La escritora descubre en su obra ‘Las gobernadoras’ el poder oculto de las mujeres en la fundación de Estados Unidos
Cruz Sánchez de Lara (Almería, 1972) es una reconocida abogada, activista en derechos humanos y sostenibilidad, entre otras facetas. Su trayectoria profesional incluye haber sido asesora ejecutiva de la Oficina de Naciones Unidas contra la Droga y el Delito (UNODC) para África Oriental, y actualmente preside la organización International Human Rights Law. Desde el mundo del derecho y el periodismo, Sánchez de Lara ha irrumpido en la narrativa histórica con su primera novela, «Las gobernadoras» (Espasa), donde rescata la figura de mujeres que, desde el silencio de los salones y los márgenes del poder, tejieron redes de influencia decisivas para la independencia de Estados Unidos. Su vínculo personal con la historia es profundo, ya que es descendiente directa del malagueño Luis de Unzaga, gobernador de la Luisiana española en el siglo XVIII, un personaje clave en la gesta independentista norteamericana. El Debate charla con ella.
–En Las gobernadoras rescata usted a mujeres que influyeron en decisiones históricas decisivas sin aparecer en los retratos oficiales. ¿Hasta qué punto cree que la historia de España —y también la de Málaga— sigue estando escrita desde una mirada incompleta?
–Por supuesto la historia se ha escrito con una perspectiva miope. Las mujeres, en muchas ocasiones, no podían representar ni ocupar ninguna posición pública, pero eso no supone que no tuvieran un papel fundamental. En el caso de Málaga, solo hay que mirar la Fundación de la Asociación de Damas en 1796, para comprobar la influencia social de muchas malagueñas.
–La novela sitúa a Málaga como algo más que un escenario secundario: casi como un lugar de memoria y origen emocional. ¿Qué tienen las mujeres malagueñas de aquella época que le interesaba especialmente reivindicar literariamente?
–En primer lugar, Luis de Unzaga fue el gobernador de Luisiana en la independencia de los EEUU. Además de ser mi séptimo abuelo fue uno de los protagonistas españoles de aquella época y su mujer, mi séptima abuela Isabel de Saint-Maxent, aunque era de origen criollo se instaló en la Alameda Principal, convirtiéndose en una de las malagueñas ilustres de la época. Pero no era solamente eso, era hermana de la esposa de Bernardo de Gálvez, con lo cual, la historia de Málaga y del nacimiento de los EE.UU., estaban unidos por las esposas criollas de los dos representantes de la Corona Española en los EE.UU. en la época.

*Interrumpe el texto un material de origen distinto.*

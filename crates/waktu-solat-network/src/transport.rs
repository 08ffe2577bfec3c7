//! The HTTP seam.
//!
//! The executor only needs "GET this URL, give me status, headers and body".
//! [`ReqwestTransport`] is the production implementation; tests and embedders
//! can plug in their own.

use async_trait::async_trait;
use reqwest::header::HeaderMap;
use reqwest::{Client, Url};

use crate::config::ClientConfig;
use crate::error::{Result, TransportError, WaktuSolatError};

/// A completed HTTP exchange.
#[derive(Debug, Clone, Default)]
pub struct RawResponse {
    pub status: u16,
    pub headers: HeaderMap,
    pub body: Vec<u8>,
}

impl RawResponse {
    pub fn new(status: u16, body: impl Into<Vec<u8>>) -> Self {
        Self {
            status,
            headers: HeaderMap::new(),
            body: body.into(),
        }
    }

    /// Body as text, or `None` when it is not UTF-8.
    pub fn text(&self) -> Option<&str> {
        std::str::from_utf8(&self.body).ok()
    }
}

/// Performs a single GET request.
///
/// Implementations return `Err` only when no response was obtained; any HTTP
/// status, including 4xx/5xx, is a successful exchange.
#[async_trait]
pub trait Transport: Send + Sync {
    async fn get(&self, url: Url) -> std::result::Result<RawResponse, TransportError>;
}

/// [`Transport`] backed by `reqwest` with rustls.
#[derive(Debug, Clone)]
pub struct ReqwestTransport {
    client: Client,
}

impl ReqwestTransport {
    /// Builds a `reqwest` client using the configured timeout and user agent.
    pub fn new(config: &ClientConfig) -> Result<Self> {
        let client = Client::builder()
            .timeout(config.timeout_duration())
            .user_agent(config.user_agent_str())
            .build()
            .map_err(|e| WaktuSolatError::invalid_config(format!("Failed to create HTTP client: {}", e)))?;
        Ok(Self { client })
    }

    /// Wraps an existing client, e.g. one shared with the rest of an application.
    pub fn from_client(client: Client) -> Self {
        Self { client }
    }
}

#[async_trait]
impl Transport for ReqwestTransport {
    async fn get(&self, url: Url) -> std::result::Result<RawResponse, TransportError> {
        let response = self.client.get(url).send().await?;
        let status = response.status().as_u16();
        let headers = response.headers().clone();
        let body = response.bytes().await?.to_vec();
        Ok(RawResponse {
            status,
            headers,
            body,
        })
    }
}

Portada del ibro de Sánchez Lara
–Personajes como Isabel o Felícitas Saint-Maxent muestran un poder femenino ejercido desde los márgenes, desde los salones, las alianzas familiares o incluso el silencio. ¿Diría que esas mujeres gobernaban más de lo que la historia oficial ha querido admitir?
–Sí. De hecho, Isabel formó parte de las conversaciones diplomáticas en su casa en La Habana con el heredero del Imperio Británico, el que sería conocido como Guillermo IV.
–La novela conecta Málaga, Nueva Orleans y la independencia de Estados Unidos. Sorprende descubrir que detrás de ese episodio histórico hubo también una red femenina de influencia. ¿Qué fue lo que más le impactó durante la documentación de esa trama invisible?
No solamente me impactó la trama femenina, sino, cómo la Corona Española creó una red de espionaje y suministros para canalizar la ayuda a los colonos independentistas. De hecho, un sector de la CIA considera su precursor al malagueño Luis de Unzaga.
Cruz Sánchez de Lara
–El ingenio y la brillantez femenina han sido las catapultas que han utilizado algunas para trascender por su papel relevante en la historia, pese a estar condenadas al olvido.
–En pleno siglo XXI, cuando tanto se debate sobre memoria, identidad y papel de la mujer, ¿qué cree que pueden enseñarnos hoy aquellas mujeres malagueñas y criollas que «lo decidían todo» mientras el mundo apenas las veía?
–La enseñanza es, que olvidar todo lo que hicieron por nosotros, además de una necedad, supone un desconocimiento de nuestra historia. El debate podría centrarse en olvidar lo malo y lo ofensivo, pero no entiendo por qué este capítulo de la historia no debe formar parte del orgullo español y más en concreto del malagueño.